前半に先制を許し、逆転を狙う後半スタートから投入された。7日東京戦で左肩を脱臼して離脱。3試合ぶり復帰戦だった。東京戦含めて不在中、勝利がなかった。「チーム状況としては苦しい中、自分が出て得点やプレーで勝利に貢献できたらいいという強い気持ちで入った」。チーム全体的に積極性に欠けた前半から一転、持ち味のスピードで勢いを与えた。

日本代表を輩出する名門で4年間磨いた。大宮ユースから入学すると、「スピードの武器ですら壁にぶち当たった。大学だと当たり前だった」。毎年プロ内定者がいるチームで「技術が伴っていないと相手DFを抜けない」と感じた。成長するには十分な練習環境だった。3年時の20年2月に沖縄で札幌の練習に参加した際、ペトロビッチ監督(63)から「明日からでも使いたい」とラブコールを受け、札幌入りが決まるほどの力が身に付いていた。

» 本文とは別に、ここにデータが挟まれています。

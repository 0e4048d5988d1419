//! Evaluation context configuration

use crossbeam::channel::{self, Receiver, Sender};
use parking_lot::Mutex;
use serde::{Deserialize, Serialize};
use std::fmt;
use std::path::PathBuf;
use std::sync::atomic::{AtomicBool, Ordering};
use std::sync::Arc;
use std::time::{Duration, Instant};

/// Configuration and state for evaluation.
///
/// This is shared by every frame of an evaluator and controls behavior
/// like recursion limits, module search paths and interruption. The plain
/// settings can be loaded with serde; the interrupt handle and timer are
/// runtime-only.
#[derive(Debug, Clone, Serialize, Deserialize)]
#[serde(default)]
pub struct EvalContext {
    /// Maximum call depth (stack overflow protection)
    pub max_call_depth: usize,

    /// Directories searched, in order, for bare module names
    pub lib_dirs: Vec<PathBuf>,

    /// Capacity of the value channel between pipeline stages
    pub value_buffer: usize,

    /// Emit a `tracing` event for every command form run
    pub trace: bool,

    /// Interrupt handle - trigger it to abort evaluation
    #[serde(skip)]
    pub interrupt: Interrupt,

    /// Source of timer channels for `sleep`
    #[serde(skip)]
    pub timer: Timer,
}

impl Default for EvalContext {
    fn default() -> Self {
        Self {
            max_call_depth: 1000,
            lib_dirs: Vec::new(),
            value_buffer: 32,
            trace: false,
            interrupt: Interrupt::new(),
            timer: Timer::default(),
        }
    }
}

impl EvalContext {
    /// Create a new context with default settings.
    pub fn new() -> Self {
        Self::default()
    }

    /// Create a context with a custom call depth limit.
    pub fn with_max_call_depth(max_depth: usize) -> Self {
        Self {
            max_call_depth: max_depth,
            ..Default::default()
        }
    }

    /// Append a module search directory.
    pub fn lib_dir(mut self, dir: impl Into<PathBuf>) -> Self {
        self.lib_dirs.push(dir.into());
        self
    }

    /// Set the pipeline value channel capacity.
    pub fn value_buffer(mut self, capacity: usize) -> Self {
        self.value_buffer = capacity;
        self
    }

    /// Replace the timer used by `sleep`.
    pub fn timer(mut self, timer: Timer) -> Self {
        self.timer = timer;
        self
    }

    /// Check if evaluation has been interrupted.
    pub fn is_interrupted(&self) -> bool {
        self.interrupt.is_triggered()
    }

    /// Request interruption of evaluation.
    pub fn interrupt(&self) {
        self.interrupt.trigger();
    }

    /// Reset the interrupt flag.
    pub fn reset_interrupt(&self) {
        self.interrupt.reset();
    }
}

// ═══════════════════════════════════════════════════════════════════════
// Interrupts
// ═══════════════════════════════════════════════════════════════════════

/// A broadcast interrupt.
///
/// Besides a flag that running forms poll between steps, the handle owns
/// a channel that never carries messages: triggering drops the sender, so
/// every receiver handed out by [`Interrupt::receiver`] becomes ready at
/// once. Blocking waits select on it alongside whatever they wait for.
#[derive(Clone)]
pub struct Interrupt {
    flag: Arc<AtomicBool>,
    chan: Arc<Mutex<(Option<Sender<()>>, Receiver<()>)>>,
}

impl Interrupt {
    /// A fresh, untriggered interrupt.
    pub fn new() -> Self {
        let (tx, rx) = channel::bounded(0);
        Self {
            flag: Arc::new(AtomicBool::new(false)),
            chan: Arc::new(Mutex::new((Some(tx), rx))),
        }
    }

    /// Fire the interrupt.
    pub fn trigger(&self) {
        self.flag.store(true, Ordering::SeqCst);
        self.chan.lock().0.take();
    }

    /// Whether the interrupt has fired.
    pub fn is_triggered(&self) -> bool {
        self.flag.load(Ordering::SeqCst)
    }

    /// Re-arm the interrupt. Receivers handed out before stay ready.
    pub fn reset(&self) {
        let mut chan = self.chan.lock();
        if chan.0.is_none() {
            let (tx, rx) = channel::bounded(0);
            *chan = (Some(tx), rx);
        }
        self.flag.store(false, Ordering::SeqCst);
    }

    /// A receiver that becomes disconnected once the interrupt fires.
    pub fn receiver(&self) -> Receiver<()> {
        self.chan.lock().1.clone()
    }
}

impl Default for Interrupt {
    fn default() -> Self {
        Self::new()
    }
}

impl fmt::Debug for Interrupt {
    fn fmt(&self, f: &mut fmt::Formatter<'_>) -> fmt::Result {
        write!(f, "Interrupt({})", self.is_triggered())
    }
}

// ═══════════════════════════════════════════════════════════════════════
// Timers
// ═══════════════════════════════════════════════════════════════════════

/// Type alias for timer factories to reduce complexity
pub type TimerFn = dyn Fn(Duration) -> Receiver<Instant> + Send + Sync;

/// Produces a channel that delivers one message after a duration.
///
/// The default is [`crossbeam::channel::after`]; tests swap in a timer
/// that records the requested duration and fires immediately.
#[derive(Clone)]
pub struct Timer(Arc<TimerFn>);

impl Timer {
    /// Wrap a timer factory.
    pub fn new<F>(f: F) -> Self
    where
        F: Fn(Duration) -> Receiver<Instant> + Send + Sync + 'static,
    {
        Timer(Arc::new(f))
    }

    /// A channel that receives once `duration` has elapsed.
    pub fn after(&self, duration: Duration) -> Receiver<Instant> {
        (self.0)(duration)
    }
}

impl Default for Timer {
    fn default() -> Self {
        Timer::new(channel::after)
    }
}

impl fmt::Debug for Timer {
    fn fmt(&self, f: &mut fmt::Formatter<'_>) -> fmt::Result {
        write!(f, "Timer")
    }
}
//! Syntax tree for the shell language

use std::ops::Range;

use super::lexer::RedirMode;

/// Byte range in the source.
pub type Span = Range<usize>;

/// A sequence of pipelines, separated by newlines or `;`.
#[derive(Debug, Clone, PartialEq)]
pub struct Chunk {
    /// Pipelines in order
    pub pipelines: Vec<Pipeline>,
}

/// Forms connected by `|`.
#[derive(Debug, Clone, PartialEq)]
pub struct Pipeline {
    /// Stages in order
    pub forms: Vec<Form>,
    /// Source span
    pub span: Span,
}

/// One command: a head word followed by items.
#[derive(Debug, Clone, PartialEq)]
pub struct Form {
    /// The command word
    pub head: Compound,
    /// Arguments, options and `=` in source order
    pub items: Vec<FormItem>,
    /// Redirections in source order
    pub redirs: Vec<Redir>,
    /// Source span
    pub span: Span,
}

/// Something after the head of a form.
#[derive(Debug, Clone, PartialEq)]
pub enum FormItem {
    /// A positional argument
    Arg(Compound),
    /// `&name=value`, or `&name` alone
    Opt(OptionArg),
    /// A bare `=`, meaningful only to assignment forms
    Eq(Span),
}

/// `&name=value`.
#[derive(Debug, Clone, PartialEq)]
pub struct OptionArg {
    /// Option name
    pub name: String,
    /// Value; `None` for a bare `&name`
    pub value: Option<Compound>,
    /// Source span
    pub span: Span,
}

/// `N>path`, `N>>path`, `N>&M`.
#[derive(Debug, Clone, PartialEq)]
pub struct Redir {
    /// Port being redirected
    pub fd: usize,
    /// What happens to it
    pub mode: RedirMode,
    /// File name, for non-dup modes
    pub target: Option<Compound>,
    /// Source span
    pub span: Span,
}

/// Adjacent pieces forming one word, e.g. `a$x'b'`.
#[derive(Debug, Clone, PartialEq)]
pub struct Compound {
    /// The pieces
    pub parts: Vec<Indexed>,
    /// Source span
    pub span: Span,
}

impl Compound {
    /// The bareword this compound consists of, if that is all it is.
    pub fn as_bareword(&self) -> Option<&str> {
        match self.parts.as_slice() {
            [Indexed {
                head: Primary::Bareword(s),
                indices,
                ..
            }] if indices.is_empty() => Some(s),
            _ => None,
        }
    }

    /// The string literal (bare or quoted) this compound consists of.
    pub fn as_literal(&self) -> Option<&str> {
        match self.parts.as_slice() {
            [Indexed {
                head: Primary::Bareword(s) | Primary::Quoted(s),
                indices,
                ..
            }] if indices.is_empty() => Some(s),
            _ => None,
        }
    }

    /// The lambda this compound consists of.
    pub fn as_lambda(&self) -> Option<&Lambda> {
        match self.parts.as_slice() {
            [Indexed {
                head: Primary::Lambda(l),
                indices,
                ..
            }] if indices.is_empty() => Some(l),
            _ => None,
        }
    }
}

/// A primary with zero or more `[...]` indices.
#[derive(Debug, Clone, PartialEq)]
pub struct Indexed {
    /// The indexee
    pub head: Primary,
    /// Each `[...]`, holding one or more index words
    pub indices: Vec<Vec<Compound>>,
    /// Source span
    pub span: Span,
}

/// The smallest word units.
#[derive(Debug, Clone, PartialEq)]
pub enum Primary {
    /// `foo`
    Bareword(String),
    /// `'foo'` or `"foo"`
    Quoted(String),
    /// `$foo`, or `$@foo` when exploded
    Variable {
        /// Name without `$`
        name: String,
        /// Whether list items are spliced in
        explode: bool,
    },
    /// `(...)`
    Capture(Chunk),
    /// `[a b]`
    List(Vec<Compound>),
    /// `[&k=v]`
    Map(Vec<(Compound, Compound)>),
    /// `{ ... }`
    Lambda(Lambda),
}

/// `{|params &opts| body}`.
#[derive(Debug, Clone, PartialEq)]
pub struct Lambda {
    /// Positional parameters
    pub params: Vec<Param>,
    /// `&name=default` options
    pub options: Vec<(String, Compound)>,
    /// `&@name`
    pub rest_options: Option<String>,
    /// The body
    pub body: Chunk,
    /// Source span
    pub span: Span,
}

/// One positional parameter.
#[derive(Debug, Clone, PartialEq)]
pub struct Param {
    /// Name
    pub name: String,
    /// Whether this is `@name`
    pub rest: bool,
}
//! Value representation for runtime values

mod callable;
mod display;
mod hashable;
mod impls;
mod num;

pub use callable::{Args, BuiltinFn, BuiltinFnPtr, Closure, OptionSpec, Signature};
pub use hashable::HashableValue;
pub use num::{parse_num, Num, Rational};

use indexmap::IndexMap;
use std::sync::Arc;

use crate::environment::Namespace;
use crate::error::Exception;

/// Ordered map storage used by [`Value::Map`].
pub type MapValue = IndexMap<HashableValue, Value>;

/// Runtime value representation.
///
/// Values are cheap to clone: everything larger than a word sits behind an
/// `Arc`. Namespaces are the exception to value semantics: a `Value::Ns`
/// is a shared handle, so two copies of it observe the same variables.
#[derive(Clone)]
pub enum Value {
    // ═══════════════════════════════════════════════════════════════════
    // Scalars
    // ═══════════════════════════════════════════════════════════════════
    /// The absence of a value
    Nil,

    /// Boolean: `$true` or `$false`
    Bool(bool),

    /// Text; barewords and quoted words both evaluate to strings
    String(Arc<String>),

    /// Any of the numeric representations
    Num(Num),

    // ═══════════════════════════════════════════════════════════════════
    // Containers
    // ═══════════════════════════════════════════════════════════════════
    /// Immutable list
    List(Arc<Vec<Value>>),

    /// Immutable ordered map
    Map(Arc<MapValue>),

    /// Shared, mutable namespace handle
    Ns(Namespace),

    // ═══════════════════════════════════════════════════════════════════
    // Callables
    // ═══════════════════════════════════════════════════════════════════
    /// User-defined function with captured scope
    Closure(Arc<Closure>),

    /// Built-in native function
    Builtin(BuiltinFn),

    /// Named external command
    External(Arc<String>),

    // ═══════════════════════════════════════════════════════════════════
    // Failures
    // ═══════════════════════════════════════════════════════════════════
    /// A caught exception (bound by `try ... catch e`)
    Exception(Exception),
}
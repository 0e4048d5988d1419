//! The top-level driver
//!
//! An [`Evaluator`] owns everything that outlives a single invocation: the
//! global and builtin namespaces, the module cache, the deprecation
//! registry, the configuration and the compiler. It is a cheap handle;
//! clones share all of it, and separate evaluators share nothing.

use dashmap::DashSet;
use std::fmt;
use std::path::Path;
use std::sync::Arc;
use tracing::instrument;

use crate::context::EvalContext;
use crate::environment::{builtin_namespace, Frame, Namespace};
use crate::error::{EvalError, Flow, Reason};
use crate::frontend::{CallSite, CompileScope, Compiler, Operation, Source};
use crate::frontends::ShellCompiler;
use crate::modules::ModuleCache;
use crate::ports::Ports;

struct EvaluatorInner {
    context: EvalContext,
    compiler: Arc<dyn Compiler>,
    global: Namespace,
    builtin: Namespace,
    modules: ModuleCache,
    deprecations: DashSet<CallSite>,
}

/// Compiles and runs code.
///
/// # Example
///
/// ```
/// use quickbeam::{EvalContext, Evaluator, Ports, Value};
///
/// let ev = Evaluator::new(EvalContext::new());
/// ev.eval_source("[example]", "var x = (put hello)", Ports::discard())
///     .unwrap();
/// assert_eq!(ev.global().get("x"), Some(Value::from("hello")));
/// ```
#[derive(Clone)]
pub struct Evaluator {
    inner: Arc<EvaluatorInner>,
}

impl Evaluator {
    /// Create an evaluator for the bundled shell language.
    pub fn new(context: EvalContext) -> Self {
        Self::with_compiler(context, Arc::new(ShellCompiler::new()))
    }

    /// Create an evaluator with a custom front end.
    pub fn with_compiler(context: EvalContext, compiler: Arc<dyn Compiler>) -> Self {
        Self {
            inner: Arc::new(EvaluatorInner {
                context,
                compiler,
                global: Namespace::new(),
                builtin: builtin_namespace(),
                modules: ModuleCache::new(),
                deprecations: DashSet::new(),
            }),
        }
    }

    /// Configuration.
    pub fn context(&self) -> &EvalContext {
        &self.inner.context
    }

    /// The front end.
    pub fn compiler(&self) -> &Arc<dyn Compiler> {
        &self.inner.compiler
    }

    /// Namespace of top-level code.
    pub fn global(&self) -> &Namespace {
        &self.inner.global
    }

    /// Namespace of builtin functions and variables, searched last.
    pub fn builtin(&self) -> &Namespace {
        &self.inner.builtin
    }

    /// Loaded and registered modules.
    pub fn modules(&self) -> &ModuleCache {
        &self.inner.modules
    }

    /// Interrupt everything running on this evaluator.
    pub fn interrupt(&self) {
        tracing::debug!("interrupt requested");
        self.inner.context.interrupt();
    }

    /// Make a natively built namespace available to `use name`.
    pub fn register_module(&self, name: impl Into<String>, ns: Namespace) {
        self.inner.modules.register(name, ns);
    }

    /// Record a deprecation warning at `site`. Returns whether this is the
    /// first one there.
    pub(crate) fn first_warning(&self, site: &CallSite) -> bool {
        self.inner.deprecations.insert(site.clone())
    }

    // ═══════════════════════════════════════════════════════════════════
    // Running code
    // ═══════════════════════════════════════════════════════════════════

    /// Compile `source` to run with `local` as its namespace.
    ///
    /// # Errors
    ///
    /// Parse and compile errors; nothing is executed.
    pub fn compile(
        &self,
        source: &Arc<Source>,
        local: &Namespace,
    ) -> Result<Arc<dyn Operation>, EvalError> {
        let scope = CompileScope {
            local,
            up: &[],
            builtin: self.builtin(),
        };
        self.inner.compiler.compile(source, scope)
    }

    /// Compile and run `source` at the top level.
    ///
    /// Declarations land in the global namespace.
    #[instrument(level = "info", skip(self, source, ports), fields(source = %source.name))]
    pub fn eval(&self, source: Arc<Source>, ports: Ports) -> Result<(), EvalError> {
        let op = self.compile(&source, self.global())?;
        let mut fm = Frame::new(self.clone(), self.global().clone(), ports, source);
        exec_chunk(op.as_ref(), &mut fm)
    }

    /// Compile and run a named piece of code at the top level.
    pub fn eval_source(
        &self,
        name: impl Into<String>,
        code: impl Into<String>,
        ports: Ports,
    ) -> Result<(), EvalError> {
        self.eval(Source::new(name, code), ports)
    }

    /// Read a file and run it at the top level.
    pub fn eval_file(&self, path: &Path, ports: Ports) -> Result<(), EvalError> {
        let code = std::fs::read_to_string(path)
            .map_err(|e| Reason::Io(format!("{}: {}", path.display(), e)))?;
        self.eval(Source::from_file(path.to_path_buf(), code), ports)
    }
}

/// Run a compiled chunk in its own frame.
///
/// A `return` ends the chunk normally; `break` or `continue` that reached
/// this far had no loop to act on.
pub(crate) fn exec_chunk(op: &dyn Operation, fm: &mut Frame) -> Result<(), EvalError> {
    match op.exec(fm) {
        Err(EvalError::Flow(Flow::Return)) => Ok(()),
        Err(EvalError::Flow(flow)) => Err(fm.exception(Reason::StrayFlow(flow))),
        other => other,
    }
}

impl fmt::Debug for Evaluator {
    fn fmt(&self, f: &mut fmt::Formatter<'_>) -> fmt::Result {
        f.debug_struct("Evaluator")
            .field("compiler", &self.inner.compiler.name())
            .field("global", &self.inner.global)
            .field("modules", &self.inner.modules.len())
            .finish()
    }
}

開幕前に掲げていたルーキーイヤーの目標は「チーム内得点王」。その1歩を踏み出した。リーグ最多9得点のロペスが身近におり、仲間であり良きライバルだ。「ここをターニングポイントにして、もっと上を目指すためには連勝、ゴールを重ねて上に食い込めるように」。将来が楽しみな新人は頼もしい。【保坂果那】

○…ペトロビッチ監督の采配がズバリ的中した。後半から交代で投入した2選手がゴールを決めて逆転勝利した。途中から前線にジェイ、ロペス、オリヴェイラの外国人FWを並べ、MFチャナティップが珍しいボランチ、3バック右にMF駒井が入るなど、超攻撃的布陣で勝負した。「何が何でも勝利したいという思いを込めた。いろんなプレッシャーがある中、選手たちが最後まで戦ってくれた」。ロペスのクラブJ1新記録となる6試合連続得点はならなかったが、指揮官は納得の表情だった。